_EXERCISE DATA_
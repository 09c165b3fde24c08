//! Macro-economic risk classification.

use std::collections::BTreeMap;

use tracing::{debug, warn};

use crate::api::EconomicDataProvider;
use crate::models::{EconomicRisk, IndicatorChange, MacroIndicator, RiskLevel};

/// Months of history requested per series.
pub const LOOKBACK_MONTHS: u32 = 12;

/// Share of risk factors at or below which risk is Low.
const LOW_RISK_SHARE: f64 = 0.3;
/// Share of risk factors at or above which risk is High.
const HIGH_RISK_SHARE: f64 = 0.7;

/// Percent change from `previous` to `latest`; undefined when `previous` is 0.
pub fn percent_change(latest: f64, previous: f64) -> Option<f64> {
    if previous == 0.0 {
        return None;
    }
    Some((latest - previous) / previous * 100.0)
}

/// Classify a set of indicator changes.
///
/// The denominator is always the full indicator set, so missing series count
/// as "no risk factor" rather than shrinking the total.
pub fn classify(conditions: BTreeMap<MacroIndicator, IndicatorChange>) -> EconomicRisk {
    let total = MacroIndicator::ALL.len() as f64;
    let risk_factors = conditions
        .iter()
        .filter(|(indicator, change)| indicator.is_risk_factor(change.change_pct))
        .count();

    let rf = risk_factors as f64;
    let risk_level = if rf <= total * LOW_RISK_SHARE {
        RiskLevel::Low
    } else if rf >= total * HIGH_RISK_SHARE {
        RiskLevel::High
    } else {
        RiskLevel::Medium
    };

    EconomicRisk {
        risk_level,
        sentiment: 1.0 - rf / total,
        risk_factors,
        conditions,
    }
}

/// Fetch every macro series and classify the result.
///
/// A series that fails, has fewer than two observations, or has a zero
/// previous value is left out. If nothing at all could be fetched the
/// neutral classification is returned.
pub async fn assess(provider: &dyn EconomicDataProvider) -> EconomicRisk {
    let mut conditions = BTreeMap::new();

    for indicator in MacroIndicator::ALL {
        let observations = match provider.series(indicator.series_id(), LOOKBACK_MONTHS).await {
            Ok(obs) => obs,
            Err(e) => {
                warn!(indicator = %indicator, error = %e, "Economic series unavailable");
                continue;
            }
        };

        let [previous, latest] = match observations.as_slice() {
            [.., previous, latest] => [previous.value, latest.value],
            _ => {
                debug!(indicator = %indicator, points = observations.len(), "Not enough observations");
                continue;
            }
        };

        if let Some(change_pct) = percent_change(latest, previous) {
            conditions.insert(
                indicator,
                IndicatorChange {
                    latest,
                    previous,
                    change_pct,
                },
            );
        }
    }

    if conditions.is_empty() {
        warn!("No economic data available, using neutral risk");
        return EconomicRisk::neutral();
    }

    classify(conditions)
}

--

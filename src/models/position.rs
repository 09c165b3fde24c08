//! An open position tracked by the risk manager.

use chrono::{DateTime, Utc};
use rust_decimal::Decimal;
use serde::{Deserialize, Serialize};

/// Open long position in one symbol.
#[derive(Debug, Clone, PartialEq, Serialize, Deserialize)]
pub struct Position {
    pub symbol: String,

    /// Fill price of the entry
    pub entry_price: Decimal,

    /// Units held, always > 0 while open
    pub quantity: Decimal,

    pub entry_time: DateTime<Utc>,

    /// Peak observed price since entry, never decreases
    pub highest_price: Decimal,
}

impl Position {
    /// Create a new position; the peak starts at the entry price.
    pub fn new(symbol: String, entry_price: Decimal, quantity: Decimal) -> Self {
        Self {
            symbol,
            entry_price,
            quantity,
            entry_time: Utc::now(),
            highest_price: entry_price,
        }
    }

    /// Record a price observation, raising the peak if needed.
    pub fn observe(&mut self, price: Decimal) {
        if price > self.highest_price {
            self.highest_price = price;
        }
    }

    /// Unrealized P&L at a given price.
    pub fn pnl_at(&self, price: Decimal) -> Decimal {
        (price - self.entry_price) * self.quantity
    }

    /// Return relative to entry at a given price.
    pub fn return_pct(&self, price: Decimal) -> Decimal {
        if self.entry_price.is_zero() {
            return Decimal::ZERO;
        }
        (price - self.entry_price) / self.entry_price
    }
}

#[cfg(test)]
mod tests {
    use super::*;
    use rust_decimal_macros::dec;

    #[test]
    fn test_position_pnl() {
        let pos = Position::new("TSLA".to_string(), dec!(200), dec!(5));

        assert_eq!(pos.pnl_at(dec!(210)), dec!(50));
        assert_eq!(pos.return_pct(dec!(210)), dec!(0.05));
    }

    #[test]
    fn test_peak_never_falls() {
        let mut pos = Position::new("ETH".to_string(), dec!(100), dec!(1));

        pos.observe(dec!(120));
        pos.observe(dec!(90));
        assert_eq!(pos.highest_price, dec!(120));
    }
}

==

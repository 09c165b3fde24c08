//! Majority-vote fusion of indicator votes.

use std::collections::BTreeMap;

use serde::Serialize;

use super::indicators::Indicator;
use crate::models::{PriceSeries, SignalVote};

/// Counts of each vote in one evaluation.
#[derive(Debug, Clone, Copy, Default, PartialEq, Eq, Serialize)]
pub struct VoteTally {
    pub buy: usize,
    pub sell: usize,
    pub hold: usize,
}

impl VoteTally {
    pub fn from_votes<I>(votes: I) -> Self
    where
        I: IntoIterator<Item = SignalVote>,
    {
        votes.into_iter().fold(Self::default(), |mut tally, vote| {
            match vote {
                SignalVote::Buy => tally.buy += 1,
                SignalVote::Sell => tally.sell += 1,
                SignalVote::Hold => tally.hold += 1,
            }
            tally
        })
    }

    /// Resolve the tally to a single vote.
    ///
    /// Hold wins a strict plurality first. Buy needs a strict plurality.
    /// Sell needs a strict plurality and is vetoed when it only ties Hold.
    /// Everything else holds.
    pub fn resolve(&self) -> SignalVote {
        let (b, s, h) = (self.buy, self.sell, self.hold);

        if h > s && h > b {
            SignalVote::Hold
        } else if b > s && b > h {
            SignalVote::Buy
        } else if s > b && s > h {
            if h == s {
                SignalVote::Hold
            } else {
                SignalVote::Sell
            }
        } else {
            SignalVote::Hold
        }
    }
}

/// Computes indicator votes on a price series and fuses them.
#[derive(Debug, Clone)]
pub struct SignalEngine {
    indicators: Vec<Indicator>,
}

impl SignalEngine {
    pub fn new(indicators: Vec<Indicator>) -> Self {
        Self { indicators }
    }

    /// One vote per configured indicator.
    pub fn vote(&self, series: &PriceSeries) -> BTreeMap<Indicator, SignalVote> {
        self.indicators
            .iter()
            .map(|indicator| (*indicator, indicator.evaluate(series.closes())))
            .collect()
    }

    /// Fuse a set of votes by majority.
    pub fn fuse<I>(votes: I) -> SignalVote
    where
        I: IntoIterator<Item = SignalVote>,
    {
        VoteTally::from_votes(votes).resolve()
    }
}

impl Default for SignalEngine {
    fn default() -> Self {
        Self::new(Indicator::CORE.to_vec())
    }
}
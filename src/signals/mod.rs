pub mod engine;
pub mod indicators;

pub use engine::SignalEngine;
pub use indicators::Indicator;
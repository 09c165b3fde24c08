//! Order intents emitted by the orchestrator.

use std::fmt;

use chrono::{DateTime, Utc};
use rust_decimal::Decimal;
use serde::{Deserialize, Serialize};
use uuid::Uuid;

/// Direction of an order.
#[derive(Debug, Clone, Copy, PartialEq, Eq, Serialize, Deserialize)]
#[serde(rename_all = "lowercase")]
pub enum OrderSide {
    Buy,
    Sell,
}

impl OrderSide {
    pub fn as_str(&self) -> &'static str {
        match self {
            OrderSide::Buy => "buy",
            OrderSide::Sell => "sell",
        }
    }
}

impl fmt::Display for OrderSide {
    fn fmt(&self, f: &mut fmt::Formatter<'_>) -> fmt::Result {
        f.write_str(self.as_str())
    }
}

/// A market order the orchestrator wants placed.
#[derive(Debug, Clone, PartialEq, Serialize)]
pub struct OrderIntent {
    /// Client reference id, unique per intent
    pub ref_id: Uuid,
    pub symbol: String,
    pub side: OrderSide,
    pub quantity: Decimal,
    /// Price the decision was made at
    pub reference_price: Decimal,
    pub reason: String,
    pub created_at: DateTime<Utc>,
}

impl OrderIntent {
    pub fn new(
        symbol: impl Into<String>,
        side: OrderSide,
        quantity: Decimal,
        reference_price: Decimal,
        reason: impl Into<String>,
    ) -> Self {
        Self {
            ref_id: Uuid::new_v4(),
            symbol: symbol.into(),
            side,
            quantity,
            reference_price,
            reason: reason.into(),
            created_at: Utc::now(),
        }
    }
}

_EXERCISE_
Count the lines above in which the word "models" appears, then state only that count.

_ANSWER FOR THIS EXERCISE_
3